Mourinho: "Quando vinci, hai difficoltà a camminare. Quando perdi, sei solo"
Nel corso della lunga intervista concessa a Sky, il tecnico della Roma Josè Mourinho ha parlato di quanto sia solo un allenatore in certi frangenti: "Quando vinci, tu hai difficoltà a camminare perché tutti stanno con te. Quando perdi, tu sei solo. Ovviamente, tu hai assistenti che stanno sempre con, c'è la famiglia, ci sono amici ma quando vinci hai difficoltà a camminare. Se perdi, sei solo. Questa la mia esperienza dopo più di 20 anni. Poi c'è l'uomo solo per scelta propria e, tante volte, io ho bisogno di rimanere da solo, di pensare da solo e qualche volta io sono con loro ma sono da solo perché sto nel mio mondo, non sento nessuno. Magari qualcuno sta anche male a stare con me in quei momenti, sono come ibernato nei miei pensieri. Per me, è un isolamento necessario", ha detto nel corso dell'intervista legata al programma speciale Federico Buffa Talks.
Oggi questo ti può far passare per un vecchio allenatore?

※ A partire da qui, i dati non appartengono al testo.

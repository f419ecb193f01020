use thiserror::Error;
use uuid::Uuid;

use crate::actor_framework::FrameworkError;

/// Errors that can occur during user profile operations.
#[derive(Debug, Clone, Error, PartialEq)]
pub enum UserError {
    #[error("User not found: {0}")]
    NotFound(Uuid),
    #[error("Authentication required")]
    Unauthenticated,
    #[error("Permission denied: {0}")]
    Forbidden(String),
    #[error("User validation error: {0}")]
    ValidationError(String),
    #[error("User repository error: {0}")]
    Repository(String),
}

impl From<FrameworkError<UserError>> for UserError {
    fn from(err: FrameworkError<UserError>) -> Self {
        match err {
            FrameworkError::Entity(inner) => inner,
            FrameworkError::NotFound(id) => match Uuid::parse_str(&id) {
                Ok(id) => UserError::NotFound(id),
                Err(_) => UserError::Repository(format!("unknown user id {id}")),
            },
            other => UserError::Repository(other.to_string()),
        }
    }
}
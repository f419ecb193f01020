use tracing::{error, info, Instrument};

use donation_hub::app_system::{setup_tracing, DonationSystem};
use donation_hub::config::AppConfig;
use donation_hub::domain::{DeliveryType, DonationInput, VolunteerApplication};
use donation_hub::session::InMemoryAuthProvider;

#[tokio::main]
async fn main() -> Result<(), String> {
    let config = AppConfig::from_env().map_err(|e| e.to_string())?;

    // Setup tracing once for the entire application
    setup_tracing(&config.logging.filter);

    info!("Starting donation hub demo");

    let auth = InMemoryAuthProvider::new();
    for email in ["ana@gmail.com", "maria.interno@ong.org", "bruno@gmail.com"] {
        auth.register(email, "segredo123").await.map_err(|e| e.to_string())?;
    }

    let system = DonationSystem::start(&config, auth).await.map_err(|e| e.to_string())?;
    let categories = system.category_client.list_categories().await.map_err(|e| e.to_string())?;
    let food = categories
        .iter()
        .find(|c| c.name == "Alimentos")
        .ok_or("Alimentos category missing")?;

    // Donor registers a donation
    let donation = async {
        let donor = system.session.sign_in("ana@gmail.com", "segredo123").await?;
        info!(user_id = %donor.id, "Donor signed in");
        let input = DonationInput {
            title: "Cesta básica".into(),
            category_id: Some(food.id),
            quantity: 5.0,
            unit: "unidade".into(),
            delivery_type: Some(DeliveryType::Pickup),
            pickup_address: Some("Rua X, 123".into()),
            ..Default::default()
        };
        let donation = system
            .donation_client
            .create_donation(input, system.session.acting_user().as_ref())
            .await?;
        system.session.sign_out().await?;
        Ok::<_, Box<dyn std::error::Error>>(donation)
    }
    .instrument(tracing::info_span!("donor_flow"))
    .await
    .map_err(|e| e.to_string())?;

    info!(donation_id = %donation.id, status = %donation.status, "Donation registered");

    // Staff approves it
    async {
        system.session.sign_in("maria.interno@ong.org", "segredo123").await?;
        let approved = system
            .donation_client
            .approve_donation(donation.id, system.session.acting_user().as_ref())
            .await?;
        info!(status = %approved.status, "Donation approved");
        system.session.sign_out().await?;
        Ok::<_, Box<dyn std::error::Error>>(())
    }
    .instrument(tracing::info_span!("staff_flow"))
    .await
    .map_err(|e| e.to_string())?;

    // Beneficiary reserves and confirms delivery
    let result = async {
        system.session.sign_in("bruno@gmail.com", "segredo123").await?;
        let actor = system.session.acting_user();
        let reserved = system.donation_client.reserve_donation(donation.id, actor.as_ref()).await?;
        info!(status = %reserved.status, "Donation reserved");
        let delivered = system.donation_client.confirm_delivery(donation.id, actor.as_ref()).await?;
        Ok::<_, Box<dyn std::error::Error>>(delivered)
    }
    .instrument(tracing::info_span!("beneficiary_flow"))
    .await;

    match result {
        Ok(delivered) => info!(status = %delivered.status, "Donation delivered"),
        Err(e) => error!(error = %e, "Beneficiary flow failed"),
    }

    let stats = system.statistics_client.count_by_status(None).await;
    info!(total = stats.total, entregue = stats.entregue, "Dashboard statistics");

    let application = VolunteerApplication {
        name: "Joana Lima".into(),
        email: "joana@gmail.com".into(),
        phone: "(11) 99999-0000".into(),
        interest_areas: vec!["Triagem".into()],
        availability: "Sábados".into(),
        prior_experience: None,
    };
    match system.notification_client.notify_volunteer_application(application).await {
        Ok(receipt) => info!(message_id = %receipt.message_id, "Volunteer team notified"),
        Err(e) => error!(error = %e, status = e.http_status(), "Volunteer notification failed"),
    }

    // Shutdown system gracefully
    system.shutdown().await.map_err(|e| e.to_string())?;

    info!("Application completed successfully");
    Ok(())
}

"Esiste un vecchio che ha preso una squadra che non ha fatto niente nell'ultima generazione e ha ottenuto due finali europee ed esiste un giovano che ha vinto due partite. Non sono un grande esempio di umiltà perché questo sono io. Non è questione di essere umile, è come sono io, dire quello che penso ed è proibito nel caso dire certe cose. Il calcio è il gioco del popolo, libertà di espressione, di pensiero, ma il calcio a determinati livelli non è libertà. Nessuno, però, mi può criticare o fermare nel dire quello che penso su me stesso".